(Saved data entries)
//! Inline spinner for showing activity during long-running operations.
//!
//! The spinner repaints one terminal line from a background thread. Its
//! message and suffix can be replaced at any time from the owning thread;
//! the loop always draws a consistent (message, suffix) pair.

use std::sync::Arc;
use std::time::Duration;

use parking_lot::{Mutex, RwLock};

use super::art::{next_frame, FrameSet};
use super::session::{SessionId, SessionState, SessionStatus, SpeedFactor};
use super::ticker::{TickFlow, Ticker};
use super::{AnimationError, STOP_JOIN_BOUND};
use crate::lifecycle::{ActiveSessions, Stoppable};
use crate::terminal::{best_effort, ColorKey, Renderer};

/// Default time between frames at speed 1.0.
pub const DEFAULT_SPINNER_INTERVAL: Duration = Duration::from_millis(100);

/// How a spinner looks and how fast it turns.
#[derive(Debug, Clone)]
pub struct SpinnerOptions {
    /// Glyphs to cycle through.
    pub frames: FrameSet,
    /// Colour of the glyph.
    pub color: ColorKey,
    /// Text drawn right after the message.
    pub suffix: String,
    /// Frame interval before speed scaling.
    pub interval: Duration,
    /// Speed multiplier applied to `interval`.
    pub speed: SpeedFactor,
}

impl Default for SpinnerOptions {
    fn default() -> Self {
        Self {
            frames: FrameSet::default(),
            color: ColorKey::Accent,
            suffix: String::new(),
            interval: DEFAULT_SPINNER_INTERVAL,
            speed: SpeedFactor::default(),
        }
    }
}

/// The text a spinner draws next to its glyph.
///
/// Always replaced as a whole, so a reader never sees a new message with
/// an old suffix.
#[derive(Debug, Clone, Default, PartialEq, Eq)]
pub struct SpinnerText {
    /// Main message.
    pub message: String,
    /// Trailing text.
    pub suffix: String,
}

struct SpinnerCore {
    id: SessionId,
    status: SessionStatus,
    text: RwLock<Arc<SpinnerText>>,
    frames: FrameSet,
    color: ColorKey,
    interval: Duration,
    renderer: Arc<dyn Renderer>,
    sessions: Arc<ActiveSessions>,
    ticker: Mutex<Option<Ticker>>,
}

impl SpinnerCore {
    fn snapshot(&self) -> Arc<SpinnerText> {
        Arc::clone(&self.text.read())
    }

    fn draw(&self, tick: usize) {
        let text = self.snapshot();
        let glyph = self.renderer.paint(next_frame(&self.frames, tick), self.color.into());
        let line = format!("{glyph} {}{}", text.message, text.suffix);
        best_effort("clear_current_line", self.renderer.clear_current_line());
        best_effort("write_raw", self.renderer.write_raw(&line));
        best_effort("flush", self.renderer.flush());
    }

    fn shutdown(&self) {
        if self.status.advance(SessionState::Created, SessionState::Stopped) {
            return;
        }
        if !self.status.advance(SessionState::Running, SessionState::Stopping) {
            return;
        }

        if let Some(ticker) = self.ticker.lock().take() {
            if !ticker.halt(STOP_JOIN_BOUND) {
                tracing::warn!(id = %self.id, "spinner thread did not stop in time, detaching");
            }
        }

        best_effort("clear_current_line", self.renderer.clear_current_line());
        best_effort("show_cursor", self.renderer.show_cursor());
        best_effort("flush", self.renderer.flush());
        self.sessions.deregister(self.id);
        self.status.advance(SessionState::Stopping, SessionState::Stopped);
        tracing::debug!(id = %self.id, "spinner stopped");
    }
}

impl Stoppable for SpinnerCore {
    fn session_id(&self) -> SessionId {
        self.id
    }

    fn stop(&self) {
        self.shutdown();
    }

    fn kind(&self) -> &'static str {
        "spinner"
    }
}

/// An animated glyph plus message on the current line.
///
/// Dropping a spinner stops it, so the line is cleared and the cursor
/// restored even when the owning code panics.
///
/// # Example
///
/// ```ignore
/// let spinner = ui.spinner("Loading", ui.spinner_options());
/// spinner.start()?;
/// spinner.update_message("Still loading");
/// spinner.stop_with_success("Loaded");
/// ```
pub struct Spinner {
    core: Arc<SpinnerCore>,
}

impl Spinner {
    /// Build a spinner. Nothing is drawn until [`Spinner::start`].
    pub fn new(
        message: impl Into<String>,
        options: SpinnerOptions,
        renderer: Arc<dyn Renderer>,
        sessions: Arc<ActiveSessions>,
    ) -> Self {
        let text = SpinnerText {
            message: message.into(),
            suffix: options.suffix,
        };
        Self {
            core: Arc::new(SpinnerCore {
                id: SessionId::next(),
                status: SessionStatus::new(),
                text: RwLock::new(Arc::new(text)),
                frames: options.frames,
                color: options.color,
                interval: options.speed.scale(options.interval),
                renderer,
                sessions,
                ticker: Mutex::new(None),
            }),
        }
    }

    /// Hide the cursor and start the background loop.
    ///
    /// Does nothing if the spinner is already running or stopped, or if
    /// the process is shutting down.
    ///
    /// # Errors
    ///
    /// Returns [`AnimationError::Spawn`] if the thread cannot be created;
    /// the terminal is restored before returning.
    pub fn start(&self) -> Result<(), AnimationError> {
        let core = &self.core;
        if !core.status.advance(SessionState::Created, SessionState::Running) {
            return Ok(());
        }
        if !core.sessions.register(Arc::clone(core) as Arc<dyn Stoppable>) {
            tracing::debug!(id = %core.id, "shutdown in progress, spinner not started");
            core.status.advance(SessionState::Running, SessionState::Stopped);
            return Ok(());
        }

        best_effort("hide_cursor", core.renderer.hide_cursor());

        // A drain between registering and taking the slot has already run
        // shutdown without a ticker to halt.
        let mut slot = core.ticker.lock();
        if !core.status.is_running() {
            drop(slot);
            tracing::debug!(id = %core.id, "spinner stopped while starting");
            best_effort("show_cursor", core.renderer.show_cursor());
            best_effort("flush", core.renderer.flush());
            return Ok(());
        }
        let looped = Arc::clone(core);
        let spawned = Ticker::spawn("termglow-spinner", core.interval, None, move |tick| {
            if !looped.status.is_running() {
                return TickFlow::Break;
            }
            looped.draw(tick);
            TickFlow::Continue
        });

        match spawned {
            Ok(ticker) => {
                *slot = Some(ticker);
                tracing::debug!(id = %core.id, interval = ?core.interval, "spinner started");
                Ok(())
            }
            Err(e) => {
                drop(slot);
                best_effort("show_cursor", core.renderer.show_cursor());
                core.sessions.deregister(core.id);
                core.status.advance(SessionState::Running, SessionState::Stopped);
                Err(e.into())
            }
        }
    }

    /// Stop the loop, clear the line and restore the cursor. Idempotent.
    pub fn stop(&self) {
        self.core.shutdown();
    }

    /// Stop and leave a green check with `message` on the line.
    pub fn stop_with_success(&self, message: &str) {
        self.stop_with_mark("✓", ColorKey::Success, message);
    }

    /// Stop and leave a red cross with `message` on the line.
    pub fn stop_with_error(&self, message: &str) {
        self.stop_with_mark("✗", ColorKey::Error, message);
    }

    fn stop_with_mark(&self, mark: &str, color: ColorKey, message: &str) {
        self.stop();
        let renderer = &self.core.renderer;
        let mark = renderer.paint(mark, color.into());
        best_effort("write_raw", renderer.write_raw(&format!("{mark} {message}\n")));
        best_effort("flush", renderer.flush());
    }

    /// Replace the message. The next frame shows it.
    pub fn update_message(&self, message: impl Into<String>) {
        let mut text = self.core.text.write();
        *text = Arc::new(SpinnerText {
            message: message.into(),
            suffix: text.suffix.clone(),
        });
    }

    /// Replace the suffix. The next frame shows it.
    pub fn update_suffix(&self, suffix: impl Into<String>) {
        let mut text = self.core.text.write();
        *text = Arc::new(SpinnerText {
            message: text.message.clone(),
            suffix: suffix.into(),
        });
    }

    /// The text the next frame will draw.
    pub fn text(&self) -> Arc<SpinnerText> {
        self.core.snapshot()
    }

    /// Current lifecycle state.
    pub fn state(&self) -> SessionState {
        self.core.status.get()
    }

    /// Whether the background loop is active.
    pub fn is_running(&self) -> bool {
        self.core.status.is_running()
    }

    /// Session identity.
    pub fn id(&self) -> SessionId {
        self.core.id
    }

    /// Effective frame interval after speed scaling.
    pub fn interval(&self) -> Duration {
        self.core.interval
    }
}

impl Drop for Spinner {
    fn drop(&mut self) {
        self.core.shutdown();
    }
}

#[cfg(test)]
mod tests {
    use super::*;
    use crate::feedback::SpinnerStyle;
    use crate::terminal::{RecordingRenderer, RenderOp};
    use std::thread;

    fn fixture() -> (Arc<RecordingRenderer>, Arc<ActiveSessions>) {
        (Arc::new(RecordingRenderer::new()), Arc::new(ActiveSessions::new()))
    }

    fn fast_options() -> SpinnerOptions {
        SpinnerOptions {
            interval: Duration::from_millis(5),
            ..SpinnerOptions::default()
        }
    }

    #[test]
    fn test_spinner_start_and_stop() {
        let (renderer, sessions) = fixture();
        let spinner = Spinner::new("Test message", fast_options(), renderer.clone(), sessions.clone());

        spinner.start().unwrap();
        assert!(spinner.is_running());
        assert!(sessions.contains(spinner.id()));
        thread::sleep(Duration::from_millis(40));
        spinner.stop();

        assert_eq!(spinner.state(), SessionState::Stopped);
        assert!(sessions.is_empty());
        let ops = renderer.ops();
        assert_eq!(ops.first(), Some(&RenderOp::HideCursor));
        assert!(ops.contains(&RenderOp::ShowCursor));
        assert!(renderer.writes().iter().any(|w| w.ends_with("Test message")));
    }

    #[test]
    fn test_stop_is_idempotent() {
        let (renderer, sessions) = fixture();
        let spinner = Spinner::new("x", fast_options(), renderer.clone(), sessions);
        spinner.start().unwrap();
        spinner.stop();
        spinner.stop();
        drop(spinner);
        assert_eq!(renderer.count(&RenderOp::ShowCursor), 1);
    }

    #[test]
    fn test_stop_before_start_touches_nothing() {
        let (renderer, sessions) = fixture();
        let spinner = Spinner::new("x", fast_options(), renderer.clone(), sessions);
        spinner.stop();
        assert_eq!(spinner.state(), SessionState::Stopped);
        assert!(renderer.ops().is_empty());
        spinner.start().unwrap();
        assert_eq!(spinner.state(), SessionState::Stopped);
    }

    #[test]
    fn test_start_twice_is_noop() {
        let (renderer, sessions) = fixture();
        let spinner = Spinner::new("x", fast_options(), renderer.clone(), sessions);
        spinner.start().unwrap();
        spinner.start().unwrap();
        spinner.stop();
        assert_eq!(renderer.count(&RenderOp::HideCursor), 1);
    }

    #[test]
    fn test_start_refused_after_shutdown() {
        let (renderer, sessions) = fixture();
        sessions.drain();
        let spinner = Spinner::new("x", fast_options(), renderer.clone(), sessions);
        spinner.start().unwrap();
        assert_eq!(spinner.state(), SessionState::Stopped);
        assert!(renderer.ops().is_empty());
    }

    #[test]
    fn test_drop_stops_spinner() {
        let (renderer, sessions) = fixture();
        {
            let spinner = Spinner::new("x", fast_options(), renderer.clone(), sessions.clone());
            spinner.start().unwrap();
        }
        assert!(sessions.is_empty());
        assert_eq!(renderer.ops().last(), Some(&RenderOp::Flush));
        assert_eq!(renderer.count(&RenderOp::ShowCursor), 1);
    }

    #[test]
    fn test_stop_with_success_leaves_mark() {
        let (renderer, sessions) = fixture();
        let spinner = Spinner::new("x", fast_options(), renderer.clone(), sessions);
        spinner.start().unwrap();
        spinner.stop_with_success("Done!");
        assert_eq!(renderer.last_write().as_deref(), Some("✓ Done!\n"));
    }

    #[test]
    fn test_stop_with_error_leaves_mark() {
        let (renderer, sessions) = fixture();
        let spinner = Spinner::new("x", fast_options(), renderer.clone(), sessions);
        spinner.start().unwrap();
        spinner.stop_with_error("Failed!");
        assert_eq!(renderer.last_write().as_deref(), Some("✗ Failed!\n"));
    }

    #[test]
    fn test_update_message_keeps_suffix() {
        let (renderer, sessions) = fixture();
        let options = SpinnerOptions {
            suffix: " [1/3]".into(),
            ..fast_options()
        };
        let spinner = Spinner::new("first", options, renderer, sessions);
        spinner.update_message("second");
        assert_eq!(
            *spinner.text(),
            SpinnerText {
                message: "second".into(),
                suffix: " [1/3]".into()
            }
        );
        spinner.update_suffix(" [2/3]");
        assert_eq!(spinner.text().message, "second");
        assert_eq!(spinner.text().suffix, " [2/3]");
    }

    #[test]
    fn test_frames_follow_style() {
        let (renderer, sessions) = fixture();
        let options = SpinnerOptions {
            frames: SpinnerStyle::Classic.into(),
            ..fast_options()
        };
        let spinner = Spinner::new("go", options, renderer.clone(), sessions);
        spinner.start().unwrap();
        thread::sleep(Duration::from_millis(40));
        spinner.stop();
        let glyphs = SpinnerStyle::Classic.glyphs();
        let frames: Vec<String> = renderer
            .writes()
            .into_iter()
            .filter(|w| w.ends_with(" go"))
            .collect();
        assert!(!frames.is_empty());
        for (i, frame) in frames.iter().enumerate() {
            assert_eq!(frame, &format!("{} go", glyphs[i % glyphs.len()]));
        }
    }

    #[test]
    fn test_speed_scales_interval() {
        let (renderer, sessions) = fixture();
        let options = SpinnerOptions {
            speed: SpeedFactor::new(2.0).unwrap(),
            ..SpinnerOptions::default()
        };
        let spinner = Spinner::new("x", options, renderer, sessions);
        assert_eq!(spinner.interval(), Duration::from_millis(50));
    }

    #[test]
    fn test_failing_terminal_does_not_panic() {
        let renderer = Arc::new(RecordingRenderer::failing());
        let spinner = Spinner::new(
            "x",
            fast_options(),
            renderer,
            Arc::new(ActiveSessions::new()),
        );
        spinner.start().unwrap();
        thread::sleep(Duration::from_millis(20));
        spinner.stop_with_success("ok");
    }
}
//! Build script for termglow.
//!
//! Emits `version.rs` into `OUT_DIR` holding the package version, suffixed
//! with the short git commit when the crate is built from a checkout:
//! MAJOR.MINOR.PATCH or MAJOR.MINOR.PATCH+g<sha>

use std::env;
use std::fs;
use std::path::Path;
use std::process::Command;

fn main() {
    let version = env::var("CARGO_PKG_VERSION").unwrap_or_else(|_| "0.0.0".to_string());

    let commit = Command::new("git")
        .args(["rev-parse", "--short", "HEAD"])
        .output()
        .ok()
        .filter(|o| o.status.success())
        .map(|o| String::from_utf8_lossy(&o.stdout).trim().to_string())
        .filter(|sha| !sha.is_empty());

    let full_version = match commit {
        Some(sha) => format!("{version}+g{sha}"),
        None => version,
    };

    let Ok(out_dir) = env::var("OUT_DIR") else {
        panic!("OUT_DIR is always set by cargo for build scripts");
    };
    let dest_path = Path::new(&out_dir).join("version.rs");
    if let Err(e) = fs::write(
        &dest_path,
        format!(
            r#"/// Package version, with the git commit when built from a checkout.
pub const VERSION: &str = "{full_version}";
"#
        ),
    ) {
        panic!("failed to write {}: {e}", dest_path.display());
    }

    println!("cargo:rerun-if-changed=.git/HEAD");
    println!("cargo:rerun-if-changed=Cargo.toml");
}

**PROBLEM REQUIREMENTS:**
Starting at the line above that holds "fn drop(&mut self)" and ending at the line that holds "use std::thread;", transcribe each line exactly and include no other lines.

**RESPONSE FOR THIS EXERCISE:**
    fn drop(&mut self) {
        self.core.shutdown();
    }
}

#[cfg(test)]
mod tests {
    use super::*;
    use crate::feedback::SpinnerStyle;
    use crate::terminal::{RecordingRenderer, RenderOp};
    use std::thread;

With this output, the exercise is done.